Various organizations of the Moslem population were united in unions. The largest, "Ditib", the union of that part of the Turkish diaspora loyal to both Germany and Turkey, which makes up its majority and originates from "guest workers", is directly connected with the Turkish state and received muftis appointed from Turkey to its mosques. Another major union of the Turkish diaspora, Milli Gerush, on the contrary, represented radical forces in opposition to the Turkish regime and in its origins united those who lived in the country with the status of "political refugees". Many of its member organizations are under the supervision of special services because of their Islamism.

In addition, there were smaller unions representing other branches of Islam and other ethnic groups. Most of the unions are united into two competing parent organizations, the Islamic Council of Germany, which unites mainly Turkish Sunni organizations and the Central Council of Moslems of Germany, in which Arab Islam is mainly represented.

The identity processes within the Moslem community were of little interest to the state and society, except that by the mid-1990s sociologists noticed that, unlike the second and third generation of "guest workers", who sought to integrate into the life of Germany at a higher level than the parents standing at the factory conveyors, and gave the diaspora a galaxy of Turkish teachers, doctors, journalists and even politicians, the fourth generation, the youth, have the opposite development -adherence to their Turkish identity and Islam, and, often, in a radical form.
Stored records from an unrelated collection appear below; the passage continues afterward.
pub mod auth;
pub mod client;
pub mod handler;

pub use client::{SshTransport, SshTransportFactory, TransportSettings};
pub use handler::ClientHandler;
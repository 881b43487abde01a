use clap::Parser;
use tracing::error;

use bore::cli::{Cli, Command};
use bore::control::ControlClient;
use bore::daemon::{process, Daemon};
use bore::error::Result;
use bore::paths::Paths;

#[tokio::main]
async fn main() {
    let cli = Cli::parse();

    let paths = match Paths::new() {
        Ok(paths) => paths,
        Err(e) => {
            eprintln!("error: {}", e);
            std::process::exit(1);
        }
    };

    // The daemon child logs to the file; everything else to stderr.
    let _log_guard = if matches!(cli.command, Command::Start { .. }) && process::is_daemon_child() {
        Some(bore::logging::init_daemon(&paths, &cli.log_level))
    } else {
        bore::logging::init_foreground(&cli.log_level);
        None
    };

    if let Err(e) = run(cli, paths).await {
        error!("{}", e);
        std::process::exit(1);
    }
}

async fn run(cli: Cli, paths: Paths) -> Result<()> {
    match cli.command {
        Command::Start { foreground } => {
            if foreground || process::is_daemon_child() {
                let daemon = Daemon::new(paths)?;
                return daemon.run().await;
            }

            let client = ControlClient::new(paths.socket());
            if client.is_daemon_running().await {
                println!("daemon is already running");
                return Ok(());
            }

            process::fork(&paths)?;
            println!("daemon started");
            Ok(())
        }
        Command::Stop => {
            process::stop_daemon(&paths).await?;
            println!("daemon stopped");
            Ok(())
        }
        Command::Status => {
            let client = ControlClient::new(paths.socket());
            let status = client.status().await?;
            print_status(&status);
            Ok(())
        }
    }
}

fn print_status(status: &bore::control::StatusResponse) {
    println!(
        "daemon: pid {}, up {}, network {}",
        status.pid, status.uptime, status.network.status
    );

    if status.tunnels.is_empty() {
        println!("no tunnels running");
    } else {
        println!("tunnels:");
        for t in &status.tunnels {
            let error = t
                .error
                .as_deref()
                .map(|e| format!(" ({})", e))
                .unwrap_or_default();
            println!(
                "  {:<16} {:<7} {}:{} -> {}:{}  {}  sent {} recv {} conns {} reconnects {}{}",
                t.name,
                t.kind,
                t.host,
                t.local_port,
                t.remote_host,
                t.remote_port,
                t.status,
                t.bytes_sent,
                t.bytes_received,
                t.connections,
                t.reconnect_count,
                error,
            );
        }
    }

    if !status.groups.is_empty() {
        println!("groups:");
        for g in &status.groups {
            println!(
                "  {:<16} {}  [{}]",
                g.name,
                if g.enabled { "enabled" } else { "disabled" },
                g.tunnels.join(", "),
            );
        }
    }
}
These processes were most often explained by the crisis of identity, life between two countries as different as Turkey and Germany, connected primarily with the fact that the majority in the diaspora did not have German citizenship, but some form of residence permit, which should be regularly renewed. In addition, the diaspora was constantly replenished with new members, since both wives and husbands of children who grew up in Germany were preferably taken from Turkey, from those rural regions the first "guest workers" once came from. In addition, with the coming to power of Erdogan, the Turkish state began to pay special attention to compatriots living in Germany, Erdogan himself, while in Germany on official visits, used them several times to address the Turkish diaspora with calls not to forget his roots.
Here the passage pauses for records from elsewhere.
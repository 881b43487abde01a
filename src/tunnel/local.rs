//! Local port forwarding: listen on a local address, dial the remote
//! target through the transport for every accepted connection.

use std::sync::Arc;
use std::time::Duration;

use async_trait::async_trait;
use tokio::net::{TcpListener, TcpStream};
use tokio_util::sync::CancellationToken;
use tokio_util::task::TaskTracker;
use tracing::{debug, warn};

use crate::config::TunnelCfg;
use crate::error::{BoreError, Result};
use crate::stats::Stats;

use super::{pump, PumpDirection, Transport, Tunnel, TunnelCore, TunnelInfo, TunnelStatus};

pub struct LocalTunnel {
    core: TunnelCore,
    transport: Arc<dyn Transport>,
}

impl LocalTunnel {
    pub fn new(name: &str, cfg: TunnelCfg, transport: Arc<dyn Transport>) -> Self {
        Self {
            core: TunnelCore::new(name, cfg),
            transport,
        }
    }

    async fn accept_loop(
        listener: TcpListener,
        cancel: CancellationToken,
        tracker: TaskTracker,
        transport: Arc<dyn Transport>,
        stats: Arc<Stats>,
        remote_host: String,
        remote_port: u16,
        name: String,
    ) {
        loop {
            tokio::select! {
                _ = cancel.cancelled() => {
                    debug!(tunnel = %name, "accept loop cancelled");
                    break;
                }
                accepted = listener.accept() => {
                    match accepted {
                        Ok((stream, peer)) => {
                            debug!(tunnel = %name, peer = %peer, "accepted connection");
                            stats.increment_connections();
                            let transport = Arc::clone(&transport);
                            let stats = Arc::clone(&stats);
                            let tracker_inner = tracker.clone();
                            let host = remote_host.clone();
                            let name = name.clone();
                            tracker.spawn(async move {
                                Self::handle_connection(
                                    stream, transport, stats, tracker_inner, host, remote_port, name,
                                )
                                .await;
                            });
                        }
                        Err(e) => {
                            if cancel.is_cancelled() {
                                break;
                            }
                            warn!(tunnel = %name, error = %e, "accept failed");
                            tokio::select! {
                                _ = cancel.cancelled() => break,
                                _ = tokio::time::sleep(Duration::from_millis(100)) => {}
                            }
                        }
                    }
                }
            }
        }
    }

    async fn handle_connection(
        local: TcpStream,
        transport: Arc<dyn Transport>,
        stats: Arc<Stats>,
        tracker: TaskTracker,
        remote_host: String,
        remote_port: u16,
        name: String,
    ) {
        let remote = match transport.dial(&remote_host, remote_port).await {
            Ok(stream) => stream,
            Err(e) => {
                debug!(tunnel = %name, target = %format!("{}:{}", remote_host, remote_port), error = %e,
                    "dial through transport failed, dropping connection");
                return;
            }
        };

        let (local_read, local_write) = local.into_split();
        let (remote_read, remote_write) = tokio::io::split(remote);

        tracker.spawn(pump(
            local_read,
            remote_write,
            Arc::clone(&stats),
            PumpDirection::Sent,
        ));
        tracker.spawn(pump(remote_read, local_write, stats, PumpDirection::Received));
    }
}

#[async_trait]
impl Tunnel for LocalTunnel {
    fn name(&self) -> &str {
        self.core.name()
    }

    fn cfg(&self) -> &TunnelCfg {
        self.core.cfg()
    }

    async fn start(&self, parent: &CancellationToken) -> Result<()> {
        let cancel = self.core.begin(parent);
        self.core.set_status(TunnelStatus::Connecting, None);

        let cfg = self.core.cfg();
        let addr = format!("{}:{}", cfg.local_host, cfg.local_port);
        let listener = match TcpListener::bind(&addr).await {
            Ok(listener) => listener,
            Err(e) => {
                let err = BoreError::BindFailed { addr, source: e };
                self.core.set_status(TunnelStatus::Error, Some(err.to_string()));
                return Err(err);
            }
        };

        // Bound means connected: end-to-end reachability is a property of
        // each incoming connection, not of the tunnel itself.
        self.core.set_status(TunnelStatus::Connected, None);

        self.core.tracker().spawn(Self::accept_loop(
            listener,
            cancel,
            self.core.tracker().clone(),
            Arc::clone(&self.transport),
            self.core.stats(),
            cfg.remote_host.clone(),
            cfg.remote_port,
            self.core.name().to_string(),
        ));

        Ok(())
    }

    async fn stop(&self) {
        self.core.halt().await;
    }

    fn status(&self) -> TunnelStatus {
        self.core.status()
    }

    fn set_status(&self, status: TunnelStatus, error: Option<String>) {
        self.core.set_status(status, error);
    }

    fn set_reconnect_count(&self, count: u32) {
        self.core.set_reconnect_count(count);
    }

    fn info(&self) -> TunnelInfo {
        self.core.info()
    }
}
Theorists tried to find a kind of "hybrid identity"10 that harmoniously connects ethnic origin and German socialization, but just in the case of the fourth generation of the Turkish diaspora, this concept did not work. Suffice it to say that a significant part of young men, according to polls, considered Erdogan11 their president, while as for Merkel, they simply did not perceive her as the head of state. "We are Germany!" - tens of thousands of Turks chanted in Cologne in 2016, enthusiastically welcoming Erdogan12. One can also recall how many threats from the Diaspora were received by Turkish Bundestag deputies (mainly from the Green Party) who voted in 2016 in a resolution in connection with the 100th anniversary of the Armenian Genocide in the Ottoman Empire13.

Thus, the concept of "multiculturalism", or, as left liberals affectionately called it, "multi-culti", was accepted by both the state and society, and the reasons for which "multi-culti" was tolerated were mutually exclusive. The socio-political mainstream, defined by left-liberal intellectuals and the dogma of German historical guilt, understood the new "Germanhood" as a principled openness to other peoples and cultures, while immigration legislation allowed us to hope that all these peoples

and cultures would not stay in Germany for a long time. In essence, "multi-cultists" meant peaceful and friendly coexistence within the framework of one state of many widely understood "cultures" (religion was also considered a "cultural feature"), of course, on the basis of a common legal order for all.

For a long time, the Moslem community lived in a "rounded" state and the authorities did not care about it. It became bad when a butterfly fluttered out of the chrysalis -Islam in Germany became so strong, that it felt entitled to declare its claims against the state and, moreover, to start a mission to the "infidels". If in 2004 (the year of the adoption of the new immigration law) more than 3 million Moslems lived in Germany (of which only 750,000 had German citizenship) and about 3,000 mosques worked (of which about 100 were under the supervision of special services in connection with the propaganda of Islamism)14, then in subsequent years their number grew, moreover, Christian churches abandoned due to lack of flock began to be converted into mosques. Turkish parents who professed Islam increasingly filed lawsuits against schools, demanding that their daughters be exempted from swimming lessons or overnight excursions, Moslem women conducted lawsuits against employers, demanding permission to wear a hijab at work, moreover, Moslem lawyers began to refer to "sharia" as part of identity in the courts.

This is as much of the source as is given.